Not only that, but there’s historical evidence via court cases that shows the FBI has used others’ phones as eavesdropping devices by remotely activating them and using the mic to record conversations. As was noted by c|net back in 2006, whatever the FBI utilized apparently worked even when phones were shut off.

The surveillance technique came to light in an opinion published this week by U.S. District Judge Lewis Kaplan. He ruled that the “roving bug” was legal because federal wiretapping law is broad enough to permit eavesdropping even of conversations that take place near a suspect’s cell phone.

Kaplan’s opinion said that the eavesdropping technique “functioned whether the phone was powered on or off.” Some handsets can’t be fully powered down without removing the battery; for instance, some Nokia models will wake up when turned off if an alarm is set.
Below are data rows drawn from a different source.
use async_trait::async_trait;
use base64::{Engine, engine::general_purpose::STANDARD};
use lettre::message::header::ContentType;
use lettre::message::{Attachment, Mailbox, MultiPart, SinglePart};
use lettre::transport::smtp::authentication::Credentials;
use lettre::transport::smtp::client::{Tls, TlsParameters};
use lettre::{AsyncSmtpTransport, AsyncTransport, Message, Tokio1Executor};

use crate::{config::SmtpConfig, dto::EmailRequest};

const DEFAULT_ATTACHMENT_TYPE: &str = "application/octet-stream";

#[derive(Debug, thiserror::Error)]
pub enum MessageError {
    #[error("attachment '{name}' is not valid base64: {source}")]
    AttachmentEncoding {
        name: String,
        source: base64::DecodeError,
    },
}

#[derive(Debug, thiserror::Error)]
pub enum TransportError {
    #[error("Invalid email address format: {0}")]
    AddressFormat(#[from] lettre::address::AddressError),

    #[error("Invalid sender address '{address}': {source}")]
    SenderAddress {
        address: String,
        source: lettre::address::AddressError,
    },

    #[error("Invalid attachment content type '{value}': {reason}")]
    ContentType { value: String, reason: String },

    #[error("Failed to build email message: {0}")]
    MessageBuild(#[from] lettre::error::Error),

    #[error("Failed to prepare TLS for SMTP relay: {0}")]
    Tls(lettre::transport::smtp::Error),

    #[error("SMTP connection verification failed: {0}")]
    Verify(lettre::transport::smtp::Error),

    #[error("SMTP connection verification failed: relay did not accept the connection check")]
    Unverified,

    #[error("SMTP transport error: {0}")]
    Send(lettre::transport::smtp::Error),
}

#[derive(Debug, Clone, PartialEq, Eq)]
pub struct OutgoingAttachment {
    pub filename: String,
    pub content: Vec<u8>,
    pub content_type: Option<String>,
}

/// Message data handed to a [`Relay`]. Exactly one of `text` and `html` is set.
#[derive(Debug, Clone, PartialEq, Eq)]
pub struct OutgoingMessage {
    pub from: String,
    pub to: String,
    pub cc: Option<String>,
    pub bcc: Option<String>,
    pub subject: String,
    pub text: Option<String>,
    pub html: Option<String>,
    pub attachments: Vec<OutgoingAttachment>,
}

impl OutgoingMessage {
    pub fn build(config: &SmtpConfig, request: &EmailRequest) -> Result<Self, MessageError> {
        let attachments = request
            .attachments
            .iter()
            .map(|attachment| {
                let encoded: String = attachment.content.split_ascii_whitespace().collect();
                let content = STANDARD.decode(encoded).map_err(|source| {
                    MessageError::AttachmentEncoding {
                        name: attachment.name.clone(),
                        source,
                    }
                })?;
                Ok(OutgoingAttachment {
                    filename: attachment.name.clone(),
                    content,
                    content_type: attachment.mime_type.clone(),
                })
            })
            .collect::<Result<Vec<_>, MessageError>>()?;

        let (text, html) = if request.is_html {
            (None, Some(request.body.clone()))
        } else {
            (Some(request.body.clone()), None)
        };

        Ok(Self {
            from: config.from.clone(),
            to: request.to.clone(),
            cc: request.cc.clone(),
            bcc: request.bcc.clone(),
            subject: request.subject.clone(),
            text,
            html,
            attachments,
        })
    }

    fn into_lettre(self) -> Result<Message, TransportError> {
        let from = self
            .from
            .parse::<Mailbox>()
            .map_err(|source| TransportError::SenderAddress {
                address: self.from.clone(),
                source,
            })?;

        let mut builder = Message::builder()
            .from(from)
            .to(self.to.parse::<Mailbox>()?)
            .subject(self.subject);

        if let Some(cc) = self.cc {
            builder = builder.cc(cc.parse::<Mailbox>()?);
        }
        if let Some(bcc) = self.bcc {
            builder = builder.bcc(bcc.parse::<Mailbox>()?);
        }

        let body = match self.html {
            Some(html) => SinglePart::html(html),
            None => SinglePart::plain(self.text.unwrap_or_default()),
        };

        if self.attachments.is_empty() {
            return Ok(builder.singlepart(body)?);
        }

        let mut parts = MultiPart::mixed().singlepart(body);
        for attachment in self.attachments {
            let value = attachment
                .content_type
                .unwrap_or_else(|| DEFAULT_ATTACHMENT_TYPE.to_string());
            let content_type =
                ContentType::parse(&value).map_err(|e| TransportError::ContentType {
                    reason: e.to_string(),
                    value,
                })?;
            parts = parts.singlepart(
                Attachment::new(attachment.filename).body(attachment.content, content_type),
            );
        }

        Ok(builder.multipart(parts)?)
    }
}

/// Delivers one message. Returns the relay's message id when it reports one.
#[async_trait]
pub trait Relay: Send + Sync + 'static {
    async fn dispatch(
        &self,
        config: &SmtpConfig,
        message: OutgoingMessage,
    ) -> Result<Option<String>, TransportError>;
}

/// lettre-backed relay. Builds a fresh transport for every message.
#[derive(Debug, Clone, Copy, Default)]
pub struct SmtpRelay;

impl SmtpRelay {
    fn transport(
        config: &SmtpConfig,
    ) -> Result<AsyncSmtpTransport<Tokio1Executor>, TransportError> {
        let parameters = TlsParameters::new(config.host.clone()).map_err(TransportError::Tls)?;
        // secure means TLS from the first byte; otherwise upgrade with STARTTLS when offered
        let tls = if config.secure {
            Tls::Wrapper(parameters)
        } else {
            Tls::Opportunistic(parameters)
        };

        let creds = Credentials::new(config.user.clone(), config.pass.clone());

        Ok(
            AsyncSmtpTransport::<Tokio1Executor>::builder_dangerous(&config.host)
                .port(config.port)
                .tls(tls)
                .credentials(creds)
                .build(),
        )
    }
}

#[async_trait]
impl Relay for SmtpRelay {
    async fn dispatch(
        &self,
        config: &SmtpConfig,
        message: OutgoingMessage,
    ) -> Result<Option<String>, TransportError> {
        let email = message.into_lettre()?;
        let mailer = Self::transport(config)?;

        tracing::debug!("Verifying SMTP relay {}:{}", config.host, config.port);
        if !mailer.test_connection().await.map_err(TransportError::Verify)? {
            return Err(TransportError::Unverified);
        }

        let response = mailer.send(email).await.map_err(TransportError::Send)?;

        Ok(provider_message_id(response.message()))
    }
}

/// Pulls the id out of a `250 ... queued as <id>` reply.
fn provider_message_id<'a>(lines: impl IntoIterator<Item = &'a str>) -> Option<String> {
    lines.into_iter().find_map(|line| {
        let (_, rest) = line.split_once("queued as ")?;
        let id = rest
            .split_whitespace()
            .next()?
            .trim_matches(|c: char| !c.is_ascii_alphanumeric());
        (!id.is_empty()).then(|| id.to_string())
    })
}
While the Genovese crime family prosecution appears to be the first time a remote-eavesdropping mechanism has been used in a criminal case, the technique has been discussed in security circles for years.

Short of pulling out the battery (notably not an option in some phones), there seems to be little anyone can do to prevent the device from being tracked and/or used as a listening device. The responding companies listed above have somewhat hedged their answers to the researcher’s questions, most likely not out of any deference to government intelligence agencies, but rather to prevent looking ignorant later if (or when) subsequent leaks make these tactics public knowledge.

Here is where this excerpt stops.